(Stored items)
***
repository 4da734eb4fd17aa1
use std::sync::Arc;

use log::*;
use reqwest::{
    header::{HeaderMap, HeaderValue, AUTHORIZATION},
    Client,
    Method,
};
use serde::{de::DeserializeOwned, Deserialize};

use crate::{
    config::StripeConfig,
    data_objects::{AccountLink, CheckoutSession, ConnectedAccount, NewCheckoutSession},
    StripeApiError,
};

#[derive(Clone)]
pub struct StripeApi {
    config: StripeConfig,
    client: Arc<Client>,
}

impl std::fmt::Debug for StripeApi {
    fn fmt(&self, f: &mut std::fmt::Formatter<'_>) -> std::fmt::Result {
        write!(f, "StripeApi ({})", self.config.api_base)
    }
}

#[derive(Deserialize)]
struct StripeErrorBody {
    error: StripeErrorDetail,
}

#[derive(Deserialize)]
struct StripeErrorDetail {
    message: Option<String>,
    #[serde(rename = "type")]
    error_type: Option<String>,
}

impl StripeApi {
    pub fn new(config: StripeConfig) -> Result<Self, StripeApiError> {
        if !config.is_configured() {
            return Err(StripeApiError::NotConfigured("no secret key was provided".into()));
        }
        let mut headers = HeaderMap::with_capacity(1);
        let mut auth = HeaderValue::from_str(&format!("Bearer {}", config.secret_key.reveal()))
            .map_err(|e| StripeApiError::Initialization(e.to_string()))?;
        auth.set_sensitive(true);
        headers.insert(AUTHORIZATION, auth);
        let client = Client::builder()
            .default_headers(headers)
            .timeout(config.request_timeout)
            .build()
            .map_err(|e| StripeApiError::Initialization(e.to_string()))?;
        Ok(Self { config, client: Arc::new(client) })
    }

    pub fn config(&self) -> &StripeConfig {
        &self.config
    }

    pub fn url(&self, path: &str) -> String {
        format!("{}/v1{path}", self.config.api_base.trim_end_matches('/'))
    }

    /// Sends a form-encoded request and deserializes the JSON response. Stripe error bodies are unpacked into
    /// [`StripeApiError::QueryError`].
    pub async fn form_request<T: DeserializeOwned>(
        &self,
        method: Method,
        path: &str,
        params: &[(String, String)],
    ) -> Result<T, StripeApiError> {
        let url = self.url(path);
        trace!("💳️ Sending {method} {url}");
        let mut req = self.client.request(method.clone(), url);
        if !params.is_empty() {
            req = if method == Method::GET { req.query(params) } else { req.form(params) };
        }
        let response = req.send().await.map_err(|e| {
            if e.is_timeout() {
                StripeApiError::Timeout
            } else {
                StripeApiError::RestResponseError(e.to_string())
            }
        })?;
        let status = response.status();
        if status.is_success() {
            trace!("💳️ Stripe request successful. {status}");
            response.json::<T>().await.map_err(|e| StripeApiError::JsonError(e.to_string()))
        } else {
            let body = response.text().await.map_err(|e| StripeApiError::RestResponseError(e.to_string()))?;
            let message = match serde_json::from_str::<StripeErrorBody>(&body) {
                Ok(StripeErrorBody { error }) => format!(
                    "{} ({})",
                    error.message.unwrap_or_default(),
                    error.error_type.unwrap_or_else(|| "unknown_error".into())
                ),
                Err(_) => body,
            };
            Err(StripeApiError::QueryError { status: status.as_u16(), message })
        }
    }

    pub async fn create_checkout_session(
        &self,
        session: &NewCheckoutSession,
    ) -> Result<CheckoutSession, StripeApiError> {
        debug!("💳️ Creating checkout session for {}", session.client_reference_id);
        let result: CheckoutSession =
            self.form_request(Method::POST, "/checkout/sessions", &session.to_form_params()).await?;
        info!("💳️ Checkout session {} created for {}", result.id, session.client_reference_id);
        Ok(result)
    }

    pub async fn fetch_checkout_session(&self, session_id: &str) -> Result<CheckoutSession, StripeApiError> {
        let path = format!("/checkout/sessions/{session_id}");
        self.form_request(Method::GET, &path, &[]).await
    }

    /// Creates an Express connected account, the destination for a seller's payouts.
    pub async fn create_express_account(&self, email: Option<&str>) -> Result<ConnectedAccount, StripeApiError> {
        let mut params = vec![
            ("type".to_string(), "express".to_string()),
            ("capabilities[transfers][requested]".to_string(), "true".to_string()),
        ];
        if let Some(email) = email {
            params.push(("email".to_string(), email.to_string()));
        }
        let account: ConnectedAccount = self.form_request(Method::POST, "/accounts", &params).await?;
        info!("💳️ Created connected account {}", account.id);
        Ok(account)
    }

    /// Creates a single-use onboarding link for a connected account.
    pub async fn create_account_link(&self, account_id: &str) -> Result<AccountLink, StripeApiError> {
        let params = vec![
            ("account".to_string(), account_id.to_string()),
            ("refresh_url".to_string(), self.config.onboarding_refresh_url.clone()),
            ("return_url".to_string(), self.config.onboarding_return_url.clone()),
            ("type".to_string(), "account_onboarding".to_string()),
        ];
        let link: AccountLink = self.form_request(Method::POST, "/account_links", &params).await?;
        debug!("💳️ Onboarding link for {account_id} expires at {}", link.expires_at);
        Ok(link)
    }
}
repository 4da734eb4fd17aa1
mod webhook_signature;

pub use webhook_signature::{sign_payload, verify_signature, SignatureHeader, WebhookSignatureError};
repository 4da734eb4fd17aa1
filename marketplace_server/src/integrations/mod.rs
pub mod stripe;
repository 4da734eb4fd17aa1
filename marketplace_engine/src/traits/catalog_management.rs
use std::collections::HashMap;

use thiserror::Error;

use crate::{
    db_types::{CatalogEntry, NewProduct, Product, ProductId, ProductUpdate, SellerAccount},
    traits::{CatalogCounts, ProductQueryFilter, SellerProductStats},
};

#[derive(Debug, Clone, Error)]
pub enum CatalogError {
    #[error("Database error: {0}")]
    DatabaseError(String),
    #[error("Product {0} does not exist")]
    ProductNotFound(ProductId),
    #[error("Product prices cannot be negative")]
    NegativePrice,
    #[error("Invalid product. {0}")]
    InvalidProduct(String),
    #[error("Stats can only be incremented by a positive amount, not {0}")]
    InvalidIncrement(i64),
    #[error("The product update request contained no changes")]
    UpdateNoOp,
}

impl From<sqlx::Error> for CatalogError {
    fn from(e: sqlx::Error) -> Self {
        CatalogError::DatabaseError(e.to_string())
    }
}

#[allow(async_fn_in_trait)]
pub trait CatalogManagement {
    /// Stores a new product with zeroed stats and returns the full record.
    async fn insert_product(&self, product: NewProduct) -> Result<Product, CatalogError>;

    /// Applies a seller edit. Stats are never touched by this call. Returns `None` if the product does not exist.
    async fn update_product(&self, id: &ProductId, update: ProductUpdate) -> Result<Option<Product>, CatalogError>;

    async fn fetch_product(&self, id: &ProductId) -> Result<Option<Product>, CatalogError>;

    async fn search_products(&self, filter: ProductQueryFilter) -> Result<Vec<Product>, CatalogError>;

    /// A single point-in-time read of the *active* products among `ids`. Ids that do not exist, or whose product is
    /// not active, are absent from the result.
    async fn resolve_products(&self, ids: &[ProductId]) -> Result<HashMap<ProductId, CatalogEntry>, CatalogError>;

    /// Atomically adds one to the view counter. Returns `false` if the product does not exist.
    async fn increment_views(&self, id: &ProductId) -> Result<bool, CatalogError>;

    /// Atomically adds `delta` to the sales counter. `delta` must be positive. Returns `false` if the product does not
    /// exist.
    async fn increment_sales(&self, id: &ProductId, delta: i64) -> Result<bool, CatalogError>;

    /// Product count and summed stats over all of a seller's products, suspended ones included.
    async fn seller_product_stats(&self, seller_id: &str) -> Result<SellerProductStats, CatalogError>;

    async fn catalog_counts(&self) -> Result<CatalogCounts, CatalogError>;

    /// Records (or replaces) the external payout account for a seller.
    async fn upsert_seller_account(
        &self,
        seller_id: &str,
        payout_account_id: &str,
    ) -> Result<SellerAccount, CatalogError>;

    async fn fetch_seller_account(&self, seller_id: &str) -> Result<Option<SellerAccount>, CatalogError>;
}
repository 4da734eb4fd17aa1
use chrono::{DateTime, Utc};
use serde::{Deserialize, Serialize};

use crate::db_types::{ProductId, Purchase, PurchaseId};

/// One downloadable file in a buyer's library.
#[derive(Debug, Clone, PartialEq, Eq, Serialize, Deserialize)]
pub struct DownloadEntry {
    pub purchase_id: PurchaseId,
    pub product_id: ProductId,
    pub title: String,
    pub quantity: i64,
    pub download_url: String,
    pub download_limit: i64,
    pub purchased_at: DateTime<Utc>,
}

impl DownloadEntry {
    /// One entry per line item of a paid purchase.
    pub fn entries_for(purchase: &Purchase) -> Vec<Self> {
        purchase
            .items
            .iter()
            .map(|item| Self {
                purchase_id: purchase.id.clone(),
                product_id: item.product_id.clone(),
                title: item.title.clone(),
                quantity: item.quantity,
                download_url: download_url(&item.product_id, &purchase.id),
                download_limit: purchase.download_limit,
                purchased_at: purchase.created_at,
            })
            .collect()
    }
}

pub fn download_url(product_id: &ProductId, purchase_id: &PurchaseId) -> String {
    format!("/api/downloads/{product_id}?purchase={purchase_id}")
}

/// A buyer's purchase history.
#[derive(Debug, Clone, PartialEq, Eq, Serialize, Deserialize)]
pub struct PurchaseHistory {
    pub buyer_email: String,
    pub purchases: Vec<Purchase>,
}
***
[What you will do]: For every line above that holds the string "SellerAccount", add one to a count; give that count alone.

[Written response]: 3